Pemkab Sleman Ujicoba Pembukaan Terbatas di Kawasan Wisata Kaliurang
PERISTIWA | 1 Juli 2020 03:32 Reporter : Purnomo Edi

Merdeka.com - Pemerintah Kabupaten Sleman akan membuka kawasan wisata Kaliurang. Nantinya ujicoba pembukaan kawasan wisata Kaliurang akan dibuka pada 1 Juli mendatang.

Kepala Dinas Pariwisata Sleman, Sudarningsih menyampaikan dibukanya objek wisata Kaliurang berawal dari inisiasi dari warga sekitar. Sudarningsih menyebut kawasan Kaliurang lockdown dan tak ada kunjungan wisata sejak Presiden Jokowi mengumumkan temuan pasien virus Corona di Indonesia.

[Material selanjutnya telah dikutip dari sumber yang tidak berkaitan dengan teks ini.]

//! Loads a source file into the driver's flat instruction list, i.e. `Bass::source`.
//!
//! Tabs and carriage returns are normalized to spaces, `//` strips a trailing
//! comment, and each line is split into `;`-delimited statements — both the
//! comment search and the split are quote-aware, so a stray `//` or `;` inside a
//! string literal doesn't truncate or split anything. `include "path"` is resolved
//! relative to the directory of the file doing the including and loaded recursively
//! before the surrounding statements continue; a missing include is a warning, not
//! a hard failure, matching a missing top-level source file.

use crate::driver::Driver;
use crate::error::Result;
use crate::text;
use std::path::{Path, PathBuf};

/// One `;`-delimited statement from the source, with its provenance and (once
/// `analyze()` runs) the jump target used to skip past the block it opens.
#[derive(Clone, Debug, Eq, PartialEq)]
pub struct Instruction {
    pub statement: String,
    pub file_number: u32,
    pub line_number: u32,
    pub block_number: u32,
    pub ip: u32,
}

pub fn source(driver: &mut Driver, filename: impl AsRef<Path>) -> Result<bool> {
    let filename = filename.as_ref();
    let data = match std::fs::read_to_string(filename) {
        Ok(data) => data,
        Err(_) => {
            driver.warn(format!("source file not found: {}", filename.display()))?;
            return Ok(false);
        }
    };

    let file_number = driver.source_filenames.len() as u32;
    driver.source_filenames.push(filename.display().to_string());
    let directory = filename.parent().map(Path::to_path_buf).unwrap_or_default();

    let normalized: String = data.chars().map(|c| if c == '\t' || c == '\r' { ' ' } else { c }).collect();

    for (line_index, line) in normalized.split('\n').enumerate() {
        let line = match text::find_unquoted(line, "//") {
            Some(pos) => &line.chars().take(pos).collect::<String>(),
            None => line,
        };

        for (block_index, block) in text::split_unquoted(line, ';').iter().enumerate() {
            let statement = text::collapse_whitespace(block.trim());
            if statement.is_empty() {
                continue;
            }

            if let Some(included) = parse_include(&statement) {
                source(driver, resolve_include(&directory, included))?;
                continue;
            }

            driver.program.push(Instruction {
                statement,
                file_number,
                line_number: 1 + line_index as u32,
                block_number: 1 + block_index as u32,
                ip: 0,
            });
        }
    }

    Ok(true)
}

fn parse_include(statement: &str) -> Option<&str> {
    let rest = statement.strip_prefix("include \"")?;
    rest.strip_suffix('"')
}

fn resolve_include(including_directory: &Path, included: &str) -> PathBuf {
    including_directory.join(included)
}

#[cfg(test)]
mod test {
    use super::*;

    #[test]
    fn splits_statements_and_strips_comments() {
        let dir = tempdir();
        std::fs::write(dir.join("main.s"), "a = 1; b = 2 // trailing\nc = 3;\n").unwrap();

        let mut driver = Driver::new();
        source(&mut driver, dir.join("main.s")).unwrap();

        let statements: Vec<&str> = driver.program.iter().map(|i| i.statement.as_str()).collect();
        assert_eq!(vec!["a = 1", "b = 2", "c = 3"], statements);
    }

    #[test]
    fn comment_marker_inside_quotes_is_not_stripped() {
        let dir = tempdir();
        std::fs::write(dir.join("main.s"), "print \"a // b\"\n").unwrap();

        let mut driver = Driver::new();
        source(&mut driver, dir.join("main.s")).unwrap();

        assert_eq!("print \"a // b\"", driver.program[0].statement);
    }

    #[test]
    fn include_resolves_relative_to_including_file() {
        let dir = tempdir();
        std::fs::create_dir(dir.join("lib")).unwrap();
        std::fs::write(dir.join("lib/inner.s"), "x = 1\n").unwrap();
        std::fs::write(dir.join("main.s"), "include \"lib/inner.s\"\ny = 2\n").unwrap();

        let mut driver = Driver::new();
        source(&mut driver, dir.join("main.s")).unwrap();

        let statements: Vec<&str> = driver.program.iter().map(|i| i.statement.as_str()).collect();
        assert_eq!(vec!["x = 1", "y = 2"], statements);
    }

    #[test]
    fn missing_source_file_is_a_warning_not_an_error() {
        let mut driver = Driver::new();
        let ok = source(&mut driver, "/nonexistent/path/does-not-exist.s").unwrap();
        assert!(!ok);
        assert!(driver.program.is_empty());
    }

    fn tempdir() -> PathBuf {
        use std::sync::atomic::{AtomicU32, Ordering};
        static COUNTER: AtomicU32 = AtomicU32::new(0);
        let id = COUNTER.fetch_add(1, Ordering::Relaxed);
        let dir = std::env::temp_dir().join(format!("bassette-test-{}-{id}", std::process::id()));
        let _ = std::fs::remove_dir_all(&dir);
        std::fs::create_dir_all(&dir).unwrap();
        dir
    }
}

Sudarningsih menjelaskan meskipun dibuka bagi wisatawan namun tetap ada pembatasan jumlah kunjungan. Selain itu protokol kesehatan Covid-19 juga diberlakukan bagi wisatawan.

"Mulai 1 Juli mereka (warga) akan membuka akses-akses itu (di kawasan Kaliurang). Protokol kesehatan hukumnya wajib banget. Kalau kemudian mereka tidak patuh, tidak tertib, akan kita evaluasi. Setelah itu kalau itu dilanggar lagi oleh mereka, kita peringatkan lagi, kita tutup lagi," urai Sudarningsih.

"Kalau dari luar kota (wisatawan) otomatis (menunjukkan hasil rapid test), apalagi yang dari daerah zona merah. Harus ada surat seperti itu. Masuk ke tempat wisata kan nanti juga dicek suhu dan sebagainya. Misalnya suhunya tinggi, ya berarti harus kita isolasi, nggak boleh lagi berkeliaran ikut wisata," tegas Sudarningsih.

Sudarningsih mengungkapkan pembukaan kawasan Kaliurang masih bersifat ujicoba terbatas. Sehingga atraksi wisata dan kesenian yang biasa digelar di Kaliurang tetap ditiadakan.

"Kita belum buka secara resmi, tapi kata Pak Bupati untuk menggeliatkan perekonomian. Tapi sambil kita evaluasi. Nanti ada tim pengawas yang akan melaporkan," papar Sudarningsih.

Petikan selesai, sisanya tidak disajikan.